Every business, regardless of what they do and how many people they hire, has to reduce the risk of fire as much as practically possible, whilst also having precautions in place should a fire ever start.

It’s one of the best ways of ensuring the longevity of your business, but more importantly, it means your staff and customers are as safe as possible.

And if you need another reason, complying with the Regulatory Reform (Fire Safety) Order 2005 is a legal requirement. Failure to do so often results in hefty fines, and sometimes even jail time.

Thankfully, it isn’t as difficult as you may think to make sure your franchise is as safe as practically possible.

It All Starts With a Fire Risk Assessment

No two businesses are the same, even franchises, and if the things they do are the same, the environment those things are completed in is different.

As such, the best way to fully understand your business and the risks within it is to complete a fire risk assessment.

70% of businesses which suffer a major fire either never reopen or subsequently fail within three years. So don’t delay ensuring your business is fire-ready.

And although you only need to have a written record of it when you hire five or more people, it’s still good practice. How else are you going to prove that you’re fulfilling your obligations as a responsible business owner?

Spot the Hazards

Walk around your business and make a note of all the things in your premises which could start a fire, and all the things which could burn. Or in other words, possible sources of ignition and fuel.

Electrical equipment, heaters, cookers, and naked flames could all cause a fire. That’s why it is important to have equipment serviced and maintained by professionals. And it’s also why you should keep these items well away from items which could burn.

Examples of things which could burn include piles of boxes full of stock; paper; cloth; rubbish; and furniture, as well as flammable liquids and gases.

Identify Those at Risk

There are potentially lots of people who could possibly be in your business premises if a fire were to start. Staff and customers are obvious but don’t forget about contractors, delivery drivers, and other visitors.

On top of that, also consider people who could be in the immediate area. Think of those in properties above or beside you, and members of the public walking past.

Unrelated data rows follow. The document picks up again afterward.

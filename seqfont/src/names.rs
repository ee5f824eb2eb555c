//! The naming table of the output font.

use rand::Rng;
use write_fonts::{
    read::tables::name::{Encoding, MacRomanMapping, Name as ReadName},
    tables::name::{Name, NameRecord},
    types::NameId,
};

const WINDOWS: (u16, u16, u16) = (3, 1, 0x409);
const MAC: (u16, u16, u16) = (1, 0, 0);

pub const STYLE: &str = "Regular";
pub const VERSION: &str = "Version 1.0";

/// The strings written for name ids 1 through 6.
#[derive(Clone, Debug, PartialEq, Eq)]
pub struct FontNames {
    pub family: String,
    pub style: String,
    pub unique_id: String,
    pub full_name: String,
    pub version: String,
    pub postscript_name: String,
}

impl FontNames {
    /// Names for a `Regular` font of the given family.
    ///
    /// The unique id ends with six hex digits drawn from `rng`.
    pub fn new(family: &str, rng: &mut impl Rng) -> Self {
        let suffix = rng.gen::<u32>() & 0xFF_FFFF;
        FontNames {
            family: family.to_owned(),
            style: STYLE.to_owned(),
            unique_id: format!("{family}-{STYLE}-{suffix:06x}"),
            full_name: format!("{family} {STYLE}"),
            version: VERSION.to_owned(),
            postscript_name: format!("{family}-{STYLE}"),
        }
    }

    fn entries(&self) -> [(NameId, &str); 6] {
        [
            (NameId::FAMILY_NAME, &self.family),
            (NameId::SUBFAMILY_NAME, &self.style),
            (NameId::UNIQUE_ID, &self.unique_id),
            (NameId::FULL_NAME, &self.full_name),
            (NameId::VERSION_STRING, &self.version),
            (NameId::POSTSCRIPT_NAME, &self.postscript_name),
        ]
    }
}

fn record((platform, encoding, language): (u16, u16, u16), id: NameId, string: &str) -> NameRecord {
    NameRecord::new(platform, encoding, language, id, string.to_owned().into())
}

fn is_mac_roman(s: &str) -> bool {
    s.chars().all(|c| MacRomanMapping.encode(c).is_some())
}

/// Returns `true` if the string can be stored under this platform and encoding.
fn is_encodable(platform: u16, encoding: u16, s: &str) -> bool {
    match Encoding::new(platform, encoding) {
        Encoding::Utf16Be => true,
        Encoding::MacRoman => is_mac_roman(s),
        Encoding::Unknown => false,
    }
}

/// The copyright records of the source font, with their strings decoded.
///
/// Records in encodings that cannot be re-encoded are dropped.
pub fn copyright_records(source: &ReadName) -> Vec<NameRecord> {
    let data = source.string_data();
    source
        .name_record()
        .iter()
        .filter(|rec| rec.name_id() == NameId::COPYRIGHT_NOTICE)
        .filter_map(|rec| {
            let string = rec.string(data).ok()?.chars().collect::<String>();
            let (platform, encoding) = (rec.platform_id(), rec.encoding_id());
            if !is_encodable(platform, encoding, &string) {
                log::warn!(
                    "dropping copyright record ({platform}, {encoding}) in unsupported encoding"
                );
                return None;
            }
            Some(record(
                (platform, encoding, rec.language_id()),
                NameId::COPYRIGHT_NOTICE,
                &string,
            ))
        })
        .collect()
}

/// Build the name table: the given names under the Windows and Mac platforms,
/// plus `copyright`.
///
/// A string that has no Mac Roman encoding is written only once, as Unicode.
pub fn build_name(names: &FontNames, copyright: Vec<NameRecord>) -> Name {
    let mut records = copyright;
    for (id, string) in names.entries() {
        records.push(record(WINDOWS, id, string));
        if is_mac_roman(string) {
            records.push(record(MAC, id, string));
        } else {
            log::warn!(
                "name {id} '{string}' is not representable in Mac Roman, writing Unicode only"
            );
        }
    }
    records.sort();
    records.dedup_by(|a, b| {
        (a.platform_id, a.encoding_id, a.language_id, a.name_id)
            == (b.platform_id, b.encoding_id, b.language_id, b.name_id)
    });
    let mut name = Name::default();
    name.name_record = records;
    name
}
//! Access to the font whose outlines are copied.

use std::collections::HashMap;

use kurbo::BezPath;
use skrifa::{
    outline::{DrawError, DrawSettings},
    prelude::{LocationRef, Size},
    MetadataProvider, OutlineGlyphCollection,
};
use write_fonts::{
    from_obj::FromTableRef,
    read::{
        tables::{
            glyf::{Glyf, Glyph},
            hmtx::Hmtx,
            loca::Loca,
        },
        FontRef, TableProvider,
    },
    tables::glyf::{Anchor, Bbox, ComponentFlags, CompositeGlyph, Transform},
    types::GlyphId,
};

use crate::{
    pen::{to_quadratic, PathPen, CURVE_TOLERANCE},
    Error,
};

/// Horizontal metrics of a single glyph.
#[derive(Clone, Copy, Debug, Default, PartialEq, Eq)]
pub struct HMetric {
    pub advance: u16,
    pub side_bearing: i16,
}

impl HMetric {
    pub fn new(advance: u16, side_bearing: i16) -> Self {
        HMetric {
            advance,
            side_bearing,
        }
    }
}

/// A component of a composite glyph, referring to its glyph by name.
#[derive(Clone, Debug, PartialEq)]
pub struct ComponentRef {
    pub glyph: String,
    pub anchor: Anchor,
    pub flags: ComponentFlags,
    pub transform: Transform,
}

/// The outline of a source glyph, ready to be written to `glyf`.
#[derive(Clone, Debug, PartialEq)]
pub enum SourceOutline {
    /// A contour outline, with cubic segments already converted to quadratics.
    Path(BezPath),
    /// A TrueType composite glyph.
    Composite {
        components: Vec<ComponentRef>,
        bbox: Bbox,
    },
}

impl SourceOutline {
    /// The names of the glyphs this outline depends on.
    pub fn component_names(&self) -> impl Iterator<Item = &str> + '_ {
        let components = match self {
            SourceOutline::Path(_) => &[][..],
            SourceOutline::Composite { components, .. } => components.as_slice(),
        };
        components.iter().map(|c| c.glyph.as_str())
    }
}

/// The operations the glyph transcoder needs from a source font.
///
/// Glyphs are addressed by name, like a glyph set in font editing tools.
pub trait GlyphSource {
    /// The name of the glyph the character map assigns to `ch`, if any.
    fn glyph_for_char(&self, ch: char) -> Option<&str>;

    /// The horizontal metrics of the named glyph, if the source has them.
    fn metric(&self, glyph: &str) -> Option<HMetric>;

    /// The outline of the named glyph, with quadratic curves only.
    ///
    /// Composite glyphs are returned as composites.
    fn outline(&self, glyph: &str) -> Result<SourceOutline, Error>;

    /// The outline of the named glyph as a single quadratic path, with any
    /// components drawn in place.
    fn flattened(&self, glyph: &str) -> Result<BezPath, Error>;
}

/// A parsed source font.
///
/// Outlines, the character map and glyph names are read with skrifa; raw
/// tables (for metrics, composites and the tables that are copied to the
/// output) are read through `write_fonts::read`.
pub struct SourceFont<'a> {
    tables: FontRef<'a>,
    charmap: skrifa::charmap::Charmap<'a>,
    outlines: OutlineGlyphCollection<'a>,
    hmtx: Option<Hmtx<'a>>,
    glyf: Option<(Loca<'a>, Glyf<'a>)>,
    names: Vec<String>,
    ids: HashMap<String, u32>,
}

impl<'a> SourceFont<'a> {
    pub fn new(data: &'a [u8]) -> Result<Self, Error> {
        let font = skrifa::FontRef::new(data).map_err(Error::FontRead)?;
        let tables = FontRef::new(data).map_err(|source| Error::TableRead {
            table: "sfnt",
            source,
        })?;

        let num_glyphs = font
            .maxp()
            .map(|maxp| maxp.num_glyphs() as u32)
            .map_err(Error::FontRead)?;
        let glyph_names = font.glyph_names();
        let names = (0..num_glyphs)
            .map(|gid| match glyph_names.get(skrifa::GlyphId::new(gid)) {
                Some(name) => name.as_str().to_owned(),
                None => format!("glyph{gid:05}"),
            })
            .collect::<Vec<_>>();
        let mut ids = HashMap::with_capacity(names.len());
        for (gid, name) in names.iter().enumerate() {
            if ids.insert(name.clone(), gid as u32).is_some() {
                log::warn!("duplicate glyph name '{name}' in source font, using gid {gid}");
            }
        }

        let glyf = match (tables.loca(None), tables.glyf()) {
            (Ok(loca), Ok(glyf)) => Some((loca, glyf)),
            _ => None,
        };
        log::debug!(
            "source font: {num_glyphs} glyphs, {} outlines",
            if glyf.is_some() { "glyf" } else { "cff" }
        );

        Ok(SourceFont {
            charmap: font.charmap(),
            outlines: font.outline_glyphs(),
            hmtx: tables.hmtx().ok(),
            glyf,
            names,
            ids,
            tables,
        })
    }

    /// Raw access to the source tables.
    pub fn tables(&self) -> &FontRef<'a> {
        &self.tables
    }

    pub fn num_glyphs(&self) -> usize {
        self.names.len()
    }

    fn glyph_id(&self, glyph: &str) -> Result<u32, Error> {
        self.ids
            .get(glyph)
            .copied()
            .ok_or_else(|| Error::UnknownGlyph(glyph.to_owned()))
    }

    fn composite(&self, gid: u32) -> Result<Option<CompositeGlyph>, Error> {
        let Some((loca, glyf)) = &self.glyf else {
            return Ok(None);
        };
        let glyph = loca
            .get_glyf(GlyphId::new(gid), glyf)
            .map_err(|source| Error::TableRead {
                table: "glyf",
                source,
            })?;
        Ok(match glyph {
            Some(Glyph::Composite(composite)) => Some(CompositeGlyph::from_table_ref(&composite)),
            _ => None,
        })
    }

    fn draw(&self, glyph: &str, gid: u32) -> Result<BezPath, Error> {
        let gid = skrifa::GlyphId::new(gid);
        let draw_err = |reason| Error::Draw {
            glyph: glyph.to_owned(),
            reason,
        };
        let outline = self
            .outlines
            .get(gid)
            .ok_or_else(|| draw_err(DrawError::GlyphNotFound(gid)))?;
        let mut pen = PathPen::new();
        outline
            .draw(
                DrawSettings::unhinted(Size::unscaled(), LocationRef::default()),
                &mut pen,
            )
            .map_err(draw_err)?;
        Ok(to_quadratic(&pen.into_inner(), CURVE_TOLERANCE))
    }
}

impl GlyphSource for SourceFont<'_> {
    fn glyph_for_char(&self, ch: char) -> Option<&str> {
        let gid = self.charmap.map(ch)?;
        self.names.get(gid.to_u32() as usize).map(String::as_str)
    }

    fn metric(&self, glyph: &str) -> Option<HMetric> {
        let gid = GlyphId::new(*self.ids.get(glyph)?);
        let hmtx = self.hmtx.as_ref()?;
        Some(HMetric::new(
            hmtx.advance(gid)?,
            hmtx.side_bearing(gid).unwrap_or_default(),
        ))
    }

    fn outline(&self, glyph: &str) -> Result<SourceOutline, Error> {
        let gid = self.glyph_id(glyph)?;
        if let Some(composite) = self.composite(gid)? {
            let components = composite
                .components()
                .iter()
                .map(|component| ComponentRef {
                    glyph: self
                        .names
                        .get(component.glyph.to_u32() as usize)
                        .cloned()
                        .unwrap_or_else(|| format!("glyph{:05}", component.glyph.to_u32())),
                    anchor: component.anchor,
                    flags: component.flags,
                    transform: component.transform,
                })
                .collect();
            return Ok(SourceOutline::Composite {
                components,
                bbox: composite.bbox,
            });
        }
        self.draw(glyph, gid).map(SourceOutline::Path)
    }

    fn flattened(&self, glyph: &str) -> Result<BezPath, Error> {
        let gid = self.glyph_id(glyph)?;
        self.draw(glyph, gid)
    }
}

Provisions need to be in place for those who may need assistance in making their escape. Children, the elderly and the disabled may need someone to help them down stairs, for example.

Evaluate and Act

You now need to take action to remedy the risks and to have appropriate precautions in place.

Fire detection is vital, and you need it to warn everyone in unison as quickly as possible, which is what fire alarm systems are great at doing. And don’t forget to sign the emergency exit route and doors, and to provide emergency lighting if needed.

Fire extinguishers are also really important, and you have to make sure they are correct for the risks they’re designed to counter.

For fires involving paper, cardboard, rubbish and furnishings, a water extinguisher is fine but is not safe to use near electrical equipment.

Foam is similar but is also suitable for use on flammable liquids. As for a powder extinguisher, it can be used for flammable gases in addition to the previous, and is safe for use near electrical items. However, be aware that it can affect visibility and breathing.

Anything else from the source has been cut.